The UK’s electric vehicle charging industry is on the brink of a seismic shift, and it’s not just about plugging in cars. Here’s the shocking truth: dozens of charging companies are quietly seeking buyers as they struggle to stay afloat amid skyrocketing costs and cutthroat competition. But here’s where it gets controversial—while some see this as a natural market correction, others argue it’s a sign of over-saturation and mismanaged investments. So, what’s really going on?
During the pandemic, investors flocked to green technologies and electric vehicle (EV) infrastructure, lured by low-interest rates and a booming market. Billions were poured into charging networks, with companies racing to install charge points across the UK. By the end of 2025, the country boasted nearly 88,000 charge points across 45,000 locations, according to Zapmap. Sounds like a success story, right? Not quite.

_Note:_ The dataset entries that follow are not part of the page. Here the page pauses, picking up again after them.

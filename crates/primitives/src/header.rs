//! The 80-byte Bitcoin block header value type and its wire codecs.

use bitcoin::{hashes::Hash, BlockHash};
use serde::{Deserialize, Serialize};

use crate::errors::CodecError;

/// Length of the full header serialization.
pub const FULL_HEADER_LEN: usize = 80;

/// Length of the compact serialization, which omits the previous blockhash.
pub const COMPACT_HEADER_LEN: usize = 48;

/// A Bitcoin block header, byte-compatible with the wire format.
///
/// The previous blockhash may be absent when the header was decoded from its compact form; chain
/// context (the parent stored header) resolves it before the header can be fully serialized or
/// hashed. All hashes are kept in natural (internal) byte order, not the reversed display order.
#[derive(Debug, Clone, Copy, PartialEq, Eq, Serialize, Deserialize)]
pub struct BtcHeader {
    /// Block version.
    version: u32,

    /// Hash of the previous block, absent in compact form until resolved.
    previous_blockhash: Option<[u8; 32]>,

    /// Merkle root over the block's transactions.
    merkle_root: [u8; 32],

    /// Block timestamp.
    timestamp: u32,

    /// Compact difficulty target.
    nbits: u32,

    /// Proof-of-work nonce.
    nonce: u32,
}

impl BtcHeader {
    /// Creates a header with all fields known.
    pub const fn new(
        version: u32,
        previous_blockhash: [u8; 32],
        merkle_root: [u8; 32],
        timestamp: u32,
        nbits: u32,
        nonce: u32,
    ) -> Self {
        Self {
            version,
            previous_blockhash: Some(previous_blockhash),
            merkle_root,
            timestamp,
            nbits,
            nonce,
        }
    }

    /// Returns the block version.
    pub const fn version(&self) -> u32 {
        self.version
    }

    /// Returns the previous blockhash, if resolved.
    pub const fn previous_blockhash(&self) -> Option<[u8; 32]> {
        self.previous_blockhash
    }

    /// Returns the merkle root.
    pub const fn merkle_root(&self) -> [u8; 32] {
        self.merkle_root
    }

    /// Returns the block timestamp.
    pub const fn timestamp(&self) -> u32 {
        self.timestamp
    }

    /// Returns the compact difficulty target.
    pub const fn nbits(&self) -> u32 {
        self.nbits
    }

    /// Returns the proof-of-work nonce.
    pub const fn nonce(&self) -> u32 {
        self.nonce
    }

    /// Resolves the previous blockhash from chain context, consuming the header.
    pub fn with_previous_blockhash(mut self, prev: [u8; 32]) -> Self {
        self.previous_blockhash = Some(prev);
        self
    }

    /// Serializes the header into the 80-byte Bitcoin wire format: version, previous blockhash,
    /// merkle root, timestamp, nbits, nonce, all integers little-endian.
    pub fn serialize(&self) -> Result<[u8; FULL_HEADER_LEN], CodecError> {
        let prev = self
            .previous_blockhash
            .ok_or(CodecError::MissingPrevBlockhash)?;

        let mut buf = [0u8; FULL_HEADER_LEN];
        buf[0..4].copy_from_slice(&self.version.to_le_bytes());
        buf[4..36].copy_from_slice(&prev);
        buf[36..68].copy_from_slice(&self.merkle_root);
        buf[68..72].copy_from_slice(&self.timestamp.to_le_bytes());
        buf[72..76].copy_from_slice(&self.nbits.to_le_bytes());
        buf[76..80].copy_from_slice(&self.nonce.to_le_bytes());
        Ok(buf)
    }

    /// Serializes the header into the 48-byte compact form, omitting the previous blockhash.
    ///
    /// Used in submission calldata where the previous header is inferable from chain context.
    pub fn serialize_compact(&self) -> [u8; COMPACT_HEADER_LEN] {
        let mut buf = [0u8; COMPACT_HEADER_LEN];
        buf[0..4].copy_from_slice(&self.version.to_le_bytes());
        buf[4..36].copy_from_slice(&self.merkle_root);
        buf[36..40].copy_from_slice(&self.timestamp.to_le_bytes());
        buf[40..44].copy_from_slice(&self.nbits.to_le_bytes());
        buf[44..48].copy_from_slice(&self.nonce.to_le_bytes());
        buf
    }

    /// Deserializes a header, dispatching on buffer length: 80 bytes for the full form, 48 bytes
    /// for the compact form.
    pub fn deserialize(data: &[u8]) -> Result<Self, CodecError> {
        match data.len() {
            FULL_HEADER_LEN => {
                let mut prev = [0u8; 32];
                let mut merkle = [0u8; 32];
                prev.copy_from_slice(&data[4..36]);
                merkle.copy_from_slice(&data[36..68]);
                Ok(Self {
                    version: u32::from_le_bytes(data[0..4].try_into().expect("4 bytes")),
                    previous_blockhash: Some(prev),
                    merkle_root: merkle,
                    timestamp: u32::from_le_bytes(data[68..72].try_into().expect("4 bytes")),
                    nbits: u32::from_le_bytes(data[72..76].try_into().expect("4 bytes")),
                    nonce: u32::from_le_bytes(data[76..80].try_into().expect("4 bytes")),
                })
            }
            COMPACT_HEADER_LEN => {
                let mut merkle = [0u8; 32];
                merkle.copy_from_slice(&data[4..36]);
                Ok(Self {
                    version: u32::from_le_bytes(data[0..4].try_into().expect("4 bytes")),
                    previous_blockhash: None,
                    merkle_root: merkle,
                    timestamp: u32::from_le_bytes(data[36..40].try_into().expect("4 bytes")),
                    nbits: u32::from_le_bytes(data[40..44].try_into().expect("4 bytes")),
                    nonce: u32::from_le_bytes(data[44..48].try_into().expect("4 bytes")),
                })
            }
            got => Err(CodecError::InvalidLength {
                got,
                expected: &[FULL_HEADER_LEN, COMPACT_HEADER_LEN],
            }),
        }
    }

    /// Computes the block hash: double-SHA256 over the full serialization, natural byte order.
    pub fn block_hash(&self) -> Result<[u8; 32], CodecError> {
        let serialized = self.serialize()?;
        Ok(*BlockHash::hash(&serialized).as_byte_array())
    }
}

#[cfg(test)]
mod tests {
    use super::*;

    /// The Bitcoin mainnet genesis header.
    fn genesis() -> BtcHeader {
        let merkle: [u8; 32] =
            hex::decode("3ba3edfd7a7b12b27ac72c3e67768f617fc81bc3888a51323a9fb8aa4b1e5e4a")
                .unwrap()
                .try_into()
                .unwrap();
        BtcHeader::new(1, [0u8; 32], merkle, 1231006505, 0x1d00ffff, 2083236893)
    }

    #[test]
    fn test_genesis_hash() {
        // Natural byte order, so the display hash reversed.
        let mut expected: [u8; 32] =
            hex::decode("000000000019d6689c085ae165831e934ff763ae46a2a6c172b3f1b60a8ce26f")
                .unwrap()
                .try_into()
                .unwrap();
        expected.reverse();

        assert_eq!(genesis().block_hash().unwrap(), expected);
    }

    #[test]
    fn test_full_roundtrip() {
        let header = genesis();
        let bytes = header.serialize().unwrap();
        assert_eq!(BtcHeader::deserialize(&bytes).unwrap(), header);
    }

    #[test]
    fn test_compact_roundtrip() {
        let header = genesis();
        let bytes = header.serialize_compact();

        let decoded = BtcHeader::deserialize(&bytes).unwrap();
        assert_eq!(decoded.previous_blockhash(), None);
        assert_eq!(decoded.with_previous_blockhash([0u8; 32]), header);
    }

    #[test]
    fn test_invalid_length_rejected() {
        assert_eq!(
            BtcHeader::deserialize(&[0u8; 79]),
            Err(CodecError::InvalidLength {
                got: 79,
                expected: &[80, 48]
            })
        );
    }

    #[test]
    fn test_unresolved_compact_header_cannot_hash() {
        let header = BtcHeader::deserialize(&genesis().serialize_compact()).unwrap();
        assert_eq!(header.block_hash(), Err(CodecError::MissingPrevBlockhash));
    }
}
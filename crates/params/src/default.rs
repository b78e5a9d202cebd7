//! Default values for the relay and vault gas/pricing parameters.

/// Default number of blocks between difficulty retargets (Bitcoin mainnet cadence).
pub(crate) const RETARGET_PERIOD: u32 = 2016;

/// Default size of the median-time-past window tracked per stored header.
pub(crate) const MTP_WINDOW: usize = 10;

/// Default maximum number of headers that may be submitted as a short (atomic) fork.
pub(crate) const MAX_SHORT_FORK_LEN: usize = 10;

/// Default base gas cost of a header submission transaction.
pub(crate) const SUBMIT_BASE_GAS: u64 = 100_000;

/// Default marginal gas cost per submitted header.
pub(crate) const SUBMIT_PER_HEADER_GAS: u64 = 35_000;

/// Default base gas cost of opening a vault.
pub(crate) const VAULT_OPEN_GAS: u64 = 80_000;

/// Default base gas cost of depositing into a vault.
pub(crate) const VAULT_DEPOSIT_GAS: u64 = 65_000;

/// Default base gas cost of fronting a withdrawal.
pub(crate) const VAULT_FRONT_GAS: u64 = 90_000;

/// Default base gas cost of claiming a withdrawal against an inclusion proof.
pub(crate) const VAULT_CLAIM_GAS: u64 = 120_000;

/// Default marginal gas cost of a native-currency transfer back to the caller itself.
pub(crate) const TRANSFER_NATIVE_SELF_GAS: u64 = 6_000;

/// Default marginal gas cost of a native-currency transfer to a third party.
pub(crate) const TRANSFER_NATIVE_GAS: u64 = 21_000;

/// Default marginal gas cost of an ERC20-style token transfer.
pub(crate) const TRANSFER_ERC20_GAS: u64 = 40_000;

/// Default surcharge for scheduling an execution handler call (execution hash present).
pub(crate) const EXECUTION_SCHEDULE_GAS: u64 = 30_000;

And this is the part most people miss: the rapid expansion wasn’t always backed by sustainable demand. Many operators installed chargers in anticipation of future growth, but the revenue hasn’t kept pace with costs. Rising expenses, delayed government funding, and intense competition have left some companies teetering on the edge. Asif Ghafoor, co-founder of Be.EV, predicts a wave of mergers and acquisitions will shrink the market from 150 players to just five or six dominant firms. It’s survival of the fittest—but at what cost?
Simon Smith, CEO of Voltempo, puts it bluntly: ‘Charging is becoming more capital-intensive and competitive simultaneously. Only those with the right locations and fast utilization will survive.’ For smaller players, this means finding niche markets or risking obsolescence. Be.EV, for instance, is focusing on ultra-rapid charging at high-traffic spots like retail parks, while Voltempo targets lorry depots with predictable demand. But even these strategies may not be enough.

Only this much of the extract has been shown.